# DATA TO PROCESS
───

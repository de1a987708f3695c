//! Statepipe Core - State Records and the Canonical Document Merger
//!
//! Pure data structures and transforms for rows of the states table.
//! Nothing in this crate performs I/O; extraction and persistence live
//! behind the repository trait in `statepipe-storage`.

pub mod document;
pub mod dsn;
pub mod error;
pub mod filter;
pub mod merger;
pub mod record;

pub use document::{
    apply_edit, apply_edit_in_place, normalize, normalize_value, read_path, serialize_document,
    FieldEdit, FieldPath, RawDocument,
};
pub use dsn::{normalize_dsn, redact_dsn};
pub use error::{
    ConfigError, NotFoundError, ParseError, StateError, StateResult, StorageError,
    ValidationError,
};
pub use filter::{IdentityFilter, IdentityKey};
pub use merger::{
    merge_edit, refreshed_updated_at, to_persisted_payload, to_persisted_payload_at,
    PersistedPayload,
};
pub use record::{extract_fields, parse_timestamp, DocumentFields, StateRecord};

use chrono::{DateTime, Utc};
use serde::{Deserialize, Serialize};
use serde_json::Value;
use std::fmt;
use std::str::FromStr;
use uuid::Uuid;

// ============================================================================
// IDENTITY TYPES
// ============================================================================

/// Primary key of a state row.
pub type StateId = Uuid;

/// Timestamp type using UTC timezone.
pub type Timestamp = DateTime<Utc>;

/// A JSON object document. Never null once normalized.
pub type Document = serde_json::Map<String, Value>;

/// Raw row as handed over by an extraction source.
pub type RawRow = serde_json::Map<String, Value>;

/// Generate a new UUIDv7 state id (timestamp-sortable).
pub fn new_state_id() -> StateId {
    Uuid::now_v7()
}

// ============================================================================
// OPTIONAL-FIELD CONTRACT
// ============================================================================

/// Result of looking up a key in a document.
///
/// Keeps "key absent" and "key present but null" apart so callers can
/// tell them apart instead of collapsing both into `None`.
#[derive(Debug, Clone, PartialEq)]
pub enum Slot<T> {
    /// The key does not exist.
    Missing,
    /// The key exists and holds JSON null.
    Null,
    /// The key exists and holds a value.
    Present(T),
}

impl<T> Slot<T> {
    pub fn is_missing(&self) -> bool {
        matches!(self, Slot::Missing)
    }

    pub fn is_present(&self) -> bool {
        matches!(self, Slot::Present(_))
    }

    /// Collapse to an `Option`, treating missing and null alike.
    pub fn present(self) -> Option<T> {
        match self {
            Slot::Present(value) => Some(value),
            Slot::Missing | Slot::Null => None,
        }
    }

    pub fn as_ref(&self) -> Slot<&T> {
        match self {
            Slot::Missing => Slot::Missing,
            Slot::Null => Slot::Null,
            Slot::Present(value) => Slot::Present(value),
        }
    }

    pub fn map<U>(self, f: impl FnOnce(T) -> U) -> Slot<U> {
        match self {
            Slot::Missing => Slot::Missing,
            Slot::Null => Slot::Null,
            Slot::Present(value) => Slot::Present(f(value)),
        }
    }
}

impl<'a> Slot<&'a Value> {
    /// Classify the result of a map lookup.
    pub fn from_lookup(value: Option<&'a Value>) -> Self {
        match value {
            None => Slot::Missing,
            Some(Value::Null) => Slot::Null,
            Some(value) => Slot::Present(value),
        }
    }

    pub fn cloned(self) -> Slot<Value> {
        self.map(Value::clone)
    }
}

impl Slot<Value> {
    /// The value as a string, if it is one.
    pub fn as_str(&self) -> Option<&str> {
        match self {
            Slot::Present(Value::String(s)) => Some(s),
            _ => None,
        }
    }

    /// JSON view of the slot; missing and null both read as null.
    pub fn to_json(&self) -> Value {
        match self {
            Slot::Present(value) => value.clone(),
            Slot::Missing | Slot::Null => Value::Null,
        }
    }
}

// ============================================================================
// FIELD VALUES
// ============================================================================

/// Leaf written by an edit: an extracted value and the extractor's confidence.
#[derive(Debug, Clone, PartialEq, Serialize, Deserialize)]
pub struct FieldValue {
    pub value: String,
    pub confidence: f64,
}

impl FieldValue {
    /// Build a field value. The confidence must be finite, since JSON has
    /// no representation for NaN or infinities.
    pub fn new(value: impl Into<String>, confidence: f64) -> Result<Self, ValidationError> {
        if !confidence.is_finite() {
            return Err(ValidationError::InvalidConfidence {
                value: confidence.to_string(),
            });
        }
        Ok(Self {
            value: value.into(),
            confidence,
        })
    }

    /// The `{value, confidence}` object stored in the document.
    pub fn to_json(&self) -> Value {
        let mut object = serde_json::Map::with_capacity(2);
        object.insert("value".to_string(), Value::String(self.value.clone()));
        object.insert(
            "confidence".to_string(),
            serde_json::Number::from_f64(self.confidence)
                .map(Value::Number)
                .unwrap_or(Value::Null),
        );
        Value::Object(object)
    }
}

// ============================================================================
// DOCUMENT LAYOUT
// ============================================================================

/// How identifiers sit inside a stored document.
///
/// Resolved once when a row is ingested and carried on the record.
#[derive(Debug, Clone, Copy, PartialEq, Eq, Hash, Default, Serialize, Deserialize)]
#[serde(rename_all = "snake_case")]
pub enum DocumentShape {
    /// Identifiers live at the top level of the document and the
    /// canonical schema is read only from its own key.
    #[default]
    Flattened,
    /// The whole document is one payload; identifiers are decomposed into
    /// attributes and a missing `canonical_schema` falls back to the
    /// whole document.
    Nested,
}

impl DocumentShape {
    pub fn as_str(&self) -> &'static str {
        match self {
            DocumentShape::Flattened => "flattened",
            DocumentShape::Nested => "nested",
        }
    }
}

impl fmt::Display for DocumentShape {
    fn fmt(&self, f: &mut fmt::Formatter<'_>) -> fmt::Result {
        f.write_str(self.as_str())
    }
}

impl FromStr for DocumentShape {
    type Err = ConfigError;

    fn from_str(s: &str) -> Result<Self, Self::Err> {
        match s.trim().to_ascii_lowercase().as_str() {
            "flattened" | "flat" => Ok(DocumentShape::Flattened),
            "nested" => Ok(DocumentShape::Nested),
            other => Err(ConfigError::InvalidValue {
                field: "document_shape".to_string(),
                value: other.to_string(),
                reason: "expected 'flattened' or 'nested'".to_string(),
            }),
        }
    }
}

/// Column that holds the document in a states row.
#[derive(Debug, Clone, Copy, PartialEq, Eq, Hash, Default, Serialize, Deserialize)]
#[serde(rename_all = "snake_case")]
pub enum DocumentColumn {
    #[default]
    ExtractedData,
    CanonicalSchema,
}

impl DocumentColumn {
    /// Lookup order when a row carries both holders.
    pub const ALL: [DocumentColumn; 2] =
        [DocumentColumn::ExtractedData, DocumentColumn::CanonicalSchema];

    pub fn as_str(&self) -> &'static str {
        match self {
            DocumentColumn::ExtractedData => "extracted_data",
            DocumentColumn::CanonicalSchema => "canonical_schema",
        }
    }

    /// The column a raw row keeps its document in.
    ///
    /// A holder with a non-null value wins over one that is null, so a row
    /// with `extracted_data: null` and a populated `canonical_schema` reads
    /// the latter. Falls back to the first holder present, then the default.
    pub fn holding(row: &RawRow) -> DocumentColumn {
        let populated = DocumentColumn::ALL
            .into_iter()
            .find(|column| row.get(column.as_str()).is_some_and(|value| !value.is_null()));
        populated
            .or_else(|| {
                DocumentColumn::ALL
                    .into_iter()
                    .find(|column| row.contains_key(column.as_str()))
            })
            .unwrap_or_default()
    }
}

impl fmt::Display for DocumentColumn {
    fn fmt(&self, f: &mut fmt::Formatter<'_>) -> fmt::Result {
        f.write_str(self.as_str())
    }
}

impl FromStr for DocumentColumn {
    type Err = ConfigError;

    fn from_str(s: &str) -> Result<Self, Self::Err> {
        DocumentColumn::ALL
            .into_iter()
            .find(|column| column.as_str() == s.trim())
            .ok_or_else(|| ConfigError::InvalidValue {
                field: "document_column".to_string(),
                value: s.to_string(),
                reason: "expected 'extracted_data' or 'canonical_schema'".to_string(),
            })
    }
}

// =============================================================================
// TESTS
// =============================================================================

───

# WHAT YOU NEED TO DO
Would you show every line in the data above that contains the string "when"?

# SOLVED EXERCISE
/// Resolved once when a row is ingested and carried on the record.
    /// Lookup order when a row carries both holders.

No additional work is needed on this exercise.